Henrik-Lundqvist-Rosen-10-30-17

GREENBURGH, N.Y. --Here is what the New York Rangers would love to have happen at Madison Square Garden Tuesday:
Goaltender Henrik Lundqvist, after sitting the past two games to spend a week of working on the details of his game with goaltending coach Benoit Allaire, returns to the net against the Vegas Golden Knights (7 p.m. ET; SN1, MSG, ATTSN-RM, NHL.TV), finds his balance, prevents his team from getting off to another shaky start, makes the timely saves and steers the wayward ship back into calm waters with a vintage performance and a win.

"He's going to be ready," coach Alain Vigneault said Monday.
He should be and Lundqvist is good enough to be the difference. But it's not that simple.
Lundqvist's return, although appropriate after Ondrej Pavelec started the past two games, a 5-2 win against the Arizona Coyotes on Thursday and a 5-4 loss to the Montreal Canadiens on Saturday, can't be looked at as the elixir to cure all that ails the Rangers, who are 3-7-2.
Good goaltending gives a team a chance to win. The expectation is that Lundqvist should at least do that despite a 2-4-2 record and a .900 save percentage which was 22nd among the 29 goalies who have appeared in at least seven games entering Tuesday.

But their issues go deeper than goaltending. The team's psyche seems fractured, especially after hearing defenseman Marc Staal talk about the problems they've had at the start of games, the latest display coming in their loss against the Canadiens.
The Rangers trailed 3-0 and were outshot 19-2 in the first period
"It's obviously a mental thing going into [games] for us," Staal said. "We're just not in the right frame of mind to start the game and it's causing us to get outplayed. We're giving up some goals and we're playing from behind a lot. You come into the locker room and it's the same room, the same things are being said, the same types of things going into the game where you're feeling good about it, and then it just doesn't happen on the ice.

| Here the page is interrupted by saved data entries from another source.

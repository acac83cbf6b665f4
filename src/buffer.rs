//! Buffer lifecycle management for replay handles.
//!
//! Three buffer kinds back the record/replay engine: index buffers (tape
//! identifiers of the elements a call touched), primal buffers (captured
//! values, needed when a reduction operator must compare contributions), and
//! adjoint buffers (reverse-derivative staging, scaled by the tape's vector
//! width). Ownership rules:
//!
//! - index and primal buffers are created while a handle is assembled and
//!   live until the handle is dropped;
//! - adjoint buffers are created inside a single sweep invocation and dropped
//!   before it returns — they never outlive one sweep call.
//!
//! Buffers are owned values released on drop; holding one behind an `Option`
//! and calling [`Option::take`] gives an idempotent delete. Every create and
//! drop is counted in thread-local [`stats`], which the test suite uses to
//! prove the no-leak and pass-through properties.

use std::ops::{Deref, DerefMut};

use crate::tape::Index;

/// Thread-local allocation accounting for buffers and replay handles.
pub mod stats {
    use std::cell::Cell;

    /// Allocation counters for one thread (one rank in the tests).
    #[derive(Debug, Clone, Copy, Default, PartialEq, Eq)]
    pub struct AllocStats {
        /// Index buffers created.
        pub index_created: usize,
        /// Index buffers dropped.
        pub index_dropped: usize,
        /// Primal buffers created.
        pub primal_created: usize,
        /// Primal buffers dropped.
        pub primal_dropped: usize,
        /// Adjoint buffers created.
        pub adjoint_created: usize,
        /// Adjoint buffers dropped.
        pub adjoint_dropped: usize,
        /// Replay handles (including asynchronous continuations) created.
        pub handles_created: usize,
    }

    impl AllocStats {
        /// True when every created buffer has been dropped.
        pub fn balanced(&self) -> bool {
            self.index_created == self.index_dropped
                && self.primal_created == self.primal_dropped
                && self.adjoint_created == self.adjoint_dropped
        }

        /// Total number of buffers created, any kind.
        pub fn buffers_created(&self) -> usize {
            self.index_created + self.primal_created + self.adjoint_created
        }
    }

    thread_local! {
        static STATS: Cell<AllocStats> = Cell::new(AllocStats::default());
    }

    fn update(f: impl FnOnce(&mut AllocStats)) {
        STATS.with(|s| {
            let mut v = s.get();
            f(&mut v);
            s.set(v);
        });
    }

    pub(super) fn index_created() {
        update(|s| s.index_created += 1);
    }
    pub(super) fn index_dropped() {
        update(|s| s.index_dropped += 1);
    }
    pub(super) fn primal_created() {
        update(|s| s.primal_created += 1);
    }
    pub(super) fn primal_dropped() {
        update(|s| s.primal_dropped += 1);
    }
    pub(super) fn adjoint_created() {
        update(|s| s.adjoint_created += 1);
    }
    pub(super) fn adjoint_dropped() {
        update(|s| s.adjoint_dropped += 1);
    }

    pub(crate) fn handle_created() {
        update(|s| s.handles_created += 1);
    }

    /// Current counters for this thread.
    pub fn snapshot() -> AllocStats {
        STATS.with(|s| s.get())
    }

    /// Reset this thread's counters to zero and return the previous values.
    pub fn take() -> AllocStats {
        STATS.with(|s| s.replace(AllocStats::default()))
    }
}

/// Tape identifiers of the elements one communication call touched.
#[derive(Debug)]
pub struct IndexBuffer {
    data: Vec<Index>,
}

impl IndexBuffer {
    /// Allocate a buffer of `len` passive indices.
    pub fn new(len: usize) -> Self {
        stats::index_created();
        IndexBuffer {
            data: vec![Index::PASSIVE; len],
        }
    }

    /// Take ownership of already-collected indices.
    pub fn from_vec(data: Vec<Index>) -> Self {
        stats::index_created();
        IndexBuffer { data }
    }
}

impl Drop for IndexBuffer {
    fn drop(&mut self) {
        stats::index_dropped();
    }
}

impl Deref for IndexBuffer {
    type Target = [Index];
    fn deref(&self) -> &[Index] {
        &self.data
    }
}

impl DerefMut for IndexBuffer {
    fn deref_mut(&mut self) -> &mut [Index] {
        &mut self.data
    }
}

/// Captured primal (or old-primal) values, in wire layout.
#[derive(Debug)]
pub struct PrimalBuffer {
    data: Vec<f64>,
}

impl PrimalBuffer {
    /// Allocate a zeroed buffer of `len` wire elements.
    pub fn new(len: usize) -> Self {
        stats::primal_created();
        PrimalBuffer {
            data: vec![0.0; len],
        }
    }

    /// Take ownership of already-captured values.
    pub fn from_vec(data: Vec<f64>) -> Self {
        stats::primal_created();
        PrimalBuffer { data }
    }
}

impl Drop for PrimalBuffer {
    fn drop(&mut self) {
        stats::primal_dropped();
    }
}

impl Deref for PrimalBuffer {
    type Target = [f64];
    fn deref(&self) -> &[f64] {
        &self.data
    }
}

impl DerefMut for PrimalBuffer {
    fn deref_mut(&mut self) -> &mut [f64] {
        &mut self.data
    }
}

/// Adjoint staging for one sweep invocation, `len * vector_width` slots laid
/// out element-major (all directions of element 0, then element 1, ...).
#[derive(Debug)]
pub struct AdjointBuffer {
    data: Vec<f64>,
    vector_width: usize,
}

impl AdjointBuffer {
    /// Allocate a zeroed buffer for `len` elements times `vector_width`
    /// derivative directions.
    pub fn new(len: usize, vector_width: usize) -> Self {
        stats::adjoint_created();
        AdjointBuffer {
            data: vec![0.0; len * vector_width],
            vector_width,
        }
    }

    /// Number of derivative directions per element.
    pub fn vector_width(&self) -> usize {
        self.vector_width
    }

    /// Slots for one element, all directions.
    pub fn element(&self, i: usize) -> &[f64] {
        &self.data[i * self.vector_width..(i + 1) * self.vector_width]
    }

    /// Mutable slots for one element, all directions.
    pub fn element_mut(&mut self, i: usize) -> &mut [f64] {
        &mut self.data[i * self.vector_width..(i + 1) * self.vector_width]
    }
}

impl Drop for AdjointBuffer {
    fn drop(&mut self) {
        stats::adjoint_dropped();
    }
}

impl Deref for AdjointBuffer {
    type Target = [f64];
    fn deref(&self) -> &[f64] {
        &self.data
    }
}

impl DerefMut for AdjointBuffer {
    fn deref_mut(&mut self) -> &mut [f64] {
        &mut self.data
    }
}

#[cfg(test)]
mod tests {
    use super::*;

    #[test]
    fn create_and_drop_are_counted() {
        let before = stats::snapshot();
        {
            let _ix = IndexBuffer::new(4);
            let _p = PrimalBuffer::new(4);
            let _a = AdjointBuffer::new(4, 2);
        }
        let after = stats::snapshot();
        assert_eq!(after.index_created, before.index_created + 1);
        assert_eq!(after.index_dropped, before.index_dropped + 1);
        assert_eq!(after.primal_created, before.primal_created + 1);
        assert_eq!(after.adjoint_created, before.adjoint_created + 1);
        assert_eq!(after.adjoint_dropped, before.adjoint_dropped + 1);
    }

    #[test]
    fn adjoint_buffer_scales_with_vector_width() {
        let buf = AdjointBuffer::new(3, 4);
        assert_eq!(buf.len(), 12);
        assert_eq!(buf.element(2).len(), 4);
    }

    #[test]
    fn option_take_is_an_idempotent_delete() {
        let mut slot = Some(PrimalBuffer::new(2));
        assert!(slot.take().is_some());
        assert!(slot.take().is_none());
        assert!(slot.take().is_none());
    }
}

So I think individually we've got to change some things, focus more and make sure we're ready to go from the start of the game."
"Collective disarray" is how Vigneault described it.
That the Rangers came back to make it a game against Montreal was of little consequence for a team that has struggled to find its game at the start of what Vigneault estimated to be nine of their 12 games.
The Rangers have been outscored 18-12 in the first period, including 9-4 in the first 10 minutes. Five times they've allowed the first goal in the first three minutes, and they're 0-3-2 in those five games.
"When you're playing from behind you play differently," Staal said. "You've got to get back in the game so you've got to be more aggressive and your mindset changes where you get more desperate. We've got to have that mindset to start the game. We can't just have it when we're behind. It doesn't work that way. You're not going to win games that way."
Vigneault, asked what he can do differently to buck the trend of bad starts, said the coaching staff is constantly showing players the tendencies of the opposition to give them an understanding of what they're up against and telling them what they do to take advantage.

"We're giving them all that information," Vigneault said. "At the end of the day, players have the responsibility to get themselves ready to compete and execute. That's in any sport, not just in this sport but in any sport. We give them the information we feel is important and they've got to go out and execute. And obviously in the last game [against Montreal], that execution and that compete level was not nearly good enough in that first period. There's nothing we can do about it now. We've got to focus on the next game and that's what we're trying to do."
And so the focus turns to Lundqvist and his return to the net.
The last time he played was Oct. 23, when he allowed four goals on 24 shots in a 4-1 home loss to the San Jose Sharks. Logan Couture scored on a shot that deflected in at 1:56 of the first period. Lundqvist then allowed two goals because of what he admitted were bad reads.
"Everybody understands their role," Lundqvist said. "Mine is to stop pucks and try to make a difference when the team needs me. That's something I need to really focus on right now and try to be there for the other guys."
Lundqvist is going back into the net to put a stop to the problems and to get his team a win, but it'll take a full team effort for that to happen. It'll take it happening more than once per week to mend the Rangers' collective psyche.

"Every guy in the room, we need to be more locked in and more glued in to when the puck drops," Staal said. "That's a mindset thing. That's a mental thing. We can all be better in that area."